• _What you need to do_: Reproduce the records below in their entirety, exactly as shown.

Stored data
★ ★ ★ ★
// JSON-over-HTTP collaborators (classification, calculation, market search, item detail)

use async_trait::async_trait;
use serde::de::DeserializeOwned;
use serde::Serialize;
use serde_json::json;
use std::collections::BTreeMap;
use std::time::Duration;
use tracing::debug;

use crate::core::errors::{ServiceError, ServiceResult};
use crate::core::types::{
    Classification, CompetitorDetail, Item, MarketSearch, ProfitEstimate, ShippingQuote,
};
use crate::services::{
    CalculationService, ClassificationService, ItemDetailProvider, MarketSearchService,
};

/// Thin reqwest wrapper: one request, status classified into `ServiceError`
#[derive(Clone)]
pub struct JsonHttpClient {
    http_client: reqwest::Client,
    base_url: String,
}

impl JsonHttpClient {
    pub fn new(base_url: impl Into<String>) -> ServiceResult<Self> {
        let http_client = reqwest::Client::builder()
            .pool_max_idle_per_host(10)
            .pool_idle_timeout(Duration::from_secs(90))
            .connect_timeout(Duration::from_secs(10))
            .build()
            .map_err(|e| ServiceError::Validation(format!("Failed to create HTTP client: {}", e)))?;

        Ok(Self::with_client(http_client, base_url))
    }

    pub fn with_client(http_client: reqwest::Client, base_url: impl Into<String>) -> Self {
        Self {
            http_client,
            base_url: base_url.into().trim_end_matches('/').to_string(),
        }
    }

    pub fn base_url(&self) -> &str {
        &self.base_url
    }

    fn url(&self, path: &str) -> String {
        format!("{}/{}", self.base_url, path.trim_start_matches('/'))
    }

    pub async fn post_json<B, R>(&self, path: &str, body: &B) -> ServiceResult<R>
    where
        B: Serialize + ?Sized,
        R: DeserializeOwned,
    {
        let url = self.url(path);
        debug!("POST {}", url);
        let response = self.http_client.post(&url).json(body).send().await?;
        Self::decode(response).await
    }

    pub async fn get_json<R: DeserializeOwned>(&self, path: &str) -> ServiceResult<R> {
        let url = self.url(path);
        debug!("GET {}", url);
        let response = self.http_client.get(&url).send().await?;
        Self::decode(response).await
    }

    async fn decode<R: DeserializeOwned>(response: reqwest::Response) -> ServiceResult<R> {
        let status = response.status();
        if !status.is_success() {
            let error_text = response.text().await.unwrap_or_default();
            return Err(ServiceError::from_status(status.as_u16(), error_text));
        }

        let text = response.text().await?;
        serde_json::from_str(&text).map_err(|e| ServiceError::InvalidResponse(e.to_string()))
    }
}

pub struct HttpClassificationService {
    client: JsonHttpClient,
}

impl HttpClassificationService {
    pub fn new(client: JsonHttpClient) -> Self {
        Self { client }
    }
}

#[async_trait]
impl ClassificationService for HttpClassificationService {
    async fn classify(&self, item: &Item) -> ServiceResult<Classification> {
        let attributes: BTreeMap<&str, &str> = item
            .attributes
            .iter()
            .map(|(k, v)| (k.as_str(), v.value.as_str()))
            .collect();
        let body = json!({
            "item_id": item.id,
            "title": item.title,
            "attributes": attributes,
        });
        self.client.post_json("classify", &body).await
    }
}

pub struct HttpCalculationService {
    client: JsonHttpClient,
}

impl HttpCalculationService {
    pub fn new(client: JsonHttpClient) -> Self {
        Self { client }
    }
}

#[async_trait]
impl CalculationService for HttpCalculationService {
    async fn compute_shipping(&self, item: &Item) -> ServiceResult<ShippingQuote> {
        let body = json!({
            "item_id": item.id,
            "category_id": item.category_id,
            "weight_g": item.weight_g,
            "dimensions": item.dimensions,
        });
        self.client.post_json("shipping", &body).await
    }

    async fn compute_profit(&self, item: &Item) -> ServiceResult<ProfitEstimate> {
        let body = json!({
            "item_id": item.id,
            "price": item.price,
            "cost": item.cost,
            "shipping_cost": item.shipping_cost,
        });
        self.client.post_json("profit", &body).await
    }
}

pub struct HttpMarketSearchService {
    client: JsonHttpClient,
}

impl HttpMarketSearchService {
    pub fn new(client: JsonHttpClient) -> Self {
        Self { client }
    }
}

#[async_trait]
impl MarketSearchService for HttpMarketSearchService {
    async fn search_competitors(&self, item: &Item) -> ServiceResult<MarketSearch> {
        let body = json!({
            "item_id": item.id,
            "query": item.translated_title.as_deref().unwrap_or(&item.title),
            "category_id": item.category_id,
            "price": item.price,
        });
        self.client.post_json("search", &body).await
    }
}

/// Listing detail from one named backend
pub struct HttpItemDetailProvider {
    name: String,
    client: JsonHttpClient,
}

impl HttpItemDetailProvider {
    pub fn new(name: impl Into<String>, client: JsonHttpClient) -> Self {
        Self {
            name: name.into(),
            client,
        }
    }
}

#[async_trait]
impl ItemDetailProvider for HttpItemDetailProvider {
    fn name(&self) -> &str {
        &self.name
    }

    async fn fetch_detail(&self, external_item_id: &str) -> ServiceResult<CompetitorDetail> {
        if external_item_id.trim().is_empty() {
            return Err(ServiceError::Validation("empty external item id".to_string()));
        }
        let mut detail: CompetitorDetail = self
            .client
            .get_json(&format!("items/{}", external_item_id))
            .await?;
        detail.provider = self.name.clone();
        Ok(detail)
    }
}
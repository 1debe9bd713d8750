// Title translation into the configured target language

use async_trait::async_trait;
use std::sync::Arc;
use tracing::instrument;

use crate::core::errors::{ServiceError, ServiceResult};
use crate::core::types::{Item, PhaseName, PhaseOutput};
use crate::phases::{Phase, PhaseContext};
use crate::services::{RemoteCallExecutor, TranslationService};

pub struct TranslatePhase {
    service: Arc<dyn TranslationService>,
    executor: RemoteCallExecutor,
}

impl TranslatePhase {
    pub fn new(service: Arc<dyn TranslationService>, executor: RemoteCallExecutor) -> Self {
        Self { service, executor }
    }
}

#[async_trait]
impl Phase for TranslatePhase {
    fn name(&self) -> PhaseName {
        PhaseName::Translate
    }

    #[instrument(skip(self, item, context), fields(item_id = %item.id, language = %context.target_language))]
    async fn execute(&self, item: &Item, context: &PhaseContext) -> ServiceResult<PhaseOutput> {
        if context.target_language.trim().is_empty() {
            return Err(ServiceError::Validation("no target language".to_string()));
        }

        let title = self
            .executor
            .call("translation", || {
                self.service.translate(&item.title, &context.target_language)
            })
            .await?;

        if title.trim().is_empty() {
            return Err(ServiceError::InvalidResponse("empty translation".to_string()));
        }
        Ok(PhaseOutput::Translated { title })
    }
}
★ ★ ★ ★
• _Reply_:
// JSON-over-HTTP collaborators (classification, calculation, market search, item detail)

use async_trait::async_trait;
use serde::de::DeserializeOwned;
use serde::Serialize;
use serde_json::json;
use std::collections::BTreeMap;
use std::time::Duration;
use tracing::debug;

use crate::core::errors::{ServiceError, ServiceResult};
use crate::core::types::{
    Classification, CompetitorDetail, Item, MarketSearch, ProfitEstimate, ShippingQuote,
};
use crate::services::{
    CalculationService, ClassificationService, ItemDetailProvider, MarketSearchService,
};

/// Thin reqwest wrapper: one request, status classified into `ServiceError`
#[derive(Clone)]
pub struct JsonHttpClient {
    http_client: reqwest::Client,
    base_url: String,
}

impl JsonHttpClient {
    pub fn new(base_url: impl Into<String>) -> ServiceResult<Self> {
        let http_client = reqwest::Client::builder()
            .pool_max_idle_per_host(10)
            .pool_idle_timeout(Duration::from_secs(90))
            .connect_timeout(Duration::from_secs(10))
            .build()
            .map_err(|e| ServiceError::Validation(format!("Failed to create HTTP client: {}", e)))?;

        Ok(Self::with_client(http_client, base_url))
    }

    pub fn with_client(http_client: reqwest::Client, base_url: impl Into<String>) -> Self {
        Self {
            http_client,
            base_url: base_url.into().trim_end_matches('/').to_string(),
        }
    }

    pub fn base_url(&self) -> &str {
        &self.base_url
    }

    fn url(&self, path: &str) -> String {
        format!("{}/{}", self.base_url, path.trim_start_matches('/'))
    }

    pub async fn post_json<B, R>(&self, path: &str, body: &B) -> ServiceResult<R>
    where
        B: Serialize + ?Sized,
        R: DeserializeOwned,
    {
        let url = self.url(path);
        debug!("POST {}", url);
        let response = self.http_client.post(&url).json(body).send().await?;
        Self::decode(response).await
    }

    pub async fn get_json<R: DeserializeOwned>(&self, path: &str) -> ServiceResult<R> {
        let url = self.url(path);
        debug!("GET {}", url);
        let response = self.http_client.get(&url).send().await?;
        Self::decode(response).await
    }

    async fn decode<R: DeserializeOwned>(response: reqwest::Response) -> ServiceResult<R> {
        let status = response.status();
        if !status.is_success() {
            let error_text = response.text().await.unwrap_or_default();
            return Err(ServiceError::from_status(status.as_u16(), error_text));
        }

        let text = response.text().await?;
        serde_json::from_str(&text).map_err(|e| ServiceError::InvalidResponse(e.to_string()))
    }
}

pub struct HttpClassificationService {
    client: JsonHttpClient,
}

impl HttpClassificationService {
    pub fn new(client: JsonHttpClient) -> Self {
        Self { client }
    }
}

#[async_trait]
impl ClassificationService for HttpClassificationService {
    async fn classify(&self, item: &Item) -> ServiceResult<Classification> {
        let attributes: BTreeMap<&str, &str> = item
            .attributes
            .iter()
            .map(|(k, v)| (k.as_str(), v.value.as_str()))
            .collect();
        let body = json!({
            "item_id": item.id,
            "title": item.title,
            "attributes": attributes,
        });
        self.client.post_json("classify", &body).await
    }
}

pub struct HttpCalculationService {
    client: JsonHttpClient,
}

impl HttpCalculationService {
    pub fn new(client: JsonHttpClient) -> Self {
        Self { client }
    }
}

#[async_trait]
impl CalculationService for HttpCalculationService {
    async fn compute_shipping(&self, item: &Item) -> ServiceResult<ShippingQuote> {
        let body = json!({
            "item_id": item.id,
            "category_id": item.category_id,
            "weight_g": item.weight_g,
            "dimensions": item.dimensions,
        });
        self.client.post_json("shipping", &body).await
    }

    async fn compute_profit(&self, item: &Item) -> ServiceResult<ProfitEstimate> {
        let body = json!({
            "item_id": item.id,
            "price": item.price,
            "cost": item.cost,
            "shipping_cost": item.shipping_cost,
        });
        self.client.post_json("profit", &body).await
    }
}

pub struct HttpMarketSearchService {
    client: JsonHttpClient,
}

impl HttpMarketSearchService {
    pub fn new(client: JsonHttpClient) -> Self {
        Self { client }
    }
}

#[async_trait]
impl MarketSearchService for HttpMarketSearchService {
    async fn search_competitors(&self, item: &Item) -> ServiceResult<MarketSearch> {
        let body = json!({
            "item_id": item.id,
            "query": item.translated_title.as_deref().unwrap_or(&item.title),
            "category_id": item.category_id,
            "price": item.price,
        });
        self.client.post_json("search", &body).await
    }
}

/// Listing detail from one named backend
pub struct HttpItemDetailProvider {
    name: String,
    client: JsonHttpClient,
}

impl HttpItemDetailProvider {
    pub fn new(name: impl Into<String>, client: JsonHttpClient) -> Self {
        Self {
            name: name.into(),
            client,
        }
    }
}

#[async_trait]
impl ItemDetailProvider for HttpItemDetailProvider {
    fn name(&self) -> &str {
        &self.name
    }

    async fn fetch_detail(&self, external_item_id: &str) -> ServiceResult<CompetitorDetail> {
        if external_item_id.trim().is_empty() {
            return Err(ServiceError::Validation("empty external item id".to_string()));
        }
        let mut detail: CompetitorDetail = self
            .client
            .get_json(&format!("items/{}", external_item_id))
            .await?;
        detail.provider = self.name.clone();
        Ok(detail)
    }
}
repository 1debe9bd713d8750
// Title translation into the configured target language

use async_trait::async_trait;
use std::sync::Arc;
use tracing::instrument;

use crate::core::errors::{ServiceError, ServiceResult};
use crate::core::types::{Item, PhaseName, PhaseOutput};
use crate::phases::{Phase, PhaseContext};
use crate::services::{RemoteCallExecutor, TranslationService};

pub struct TranslatePhase {
    service: Arc<dyn TranslationService>,
    executor: RemoteCallExecutor,
}

impl TranslatePhase {
    pub fn new(service: Arc<dyn TranslationService>, executor: RemoteCallExecutor) -> Self {
        Self { service, executor }
    }
}

#[async_trait]
impl Phase for TranslatePhase {
    fn name(&self) -> PhaseName {
        PhaseName::Translate
    }

    #[instrument(skip(self, item, context), fields(item_id = %item.id, language = %context.target_language))]
    async fn execute(&self, item: &Item, context: &PhaseContext) -> ServiceResult<PhaseOutput> {
        if context.target_language.trim().is_empty() {
            return Err(ServiceError::Validation("no target language".to_string()));
        }

        let title = self
            .executor
            .call("translation", || {
                self.service.translate(&item.title, &context.target_language)
            })
            .await?;

        if title.trim().is_empty() {
            return Err(ServiceError::InvalidResponse("empty translation".to_string()));
        }
        Ok(PhaseOutput::Translated { title })
    }
}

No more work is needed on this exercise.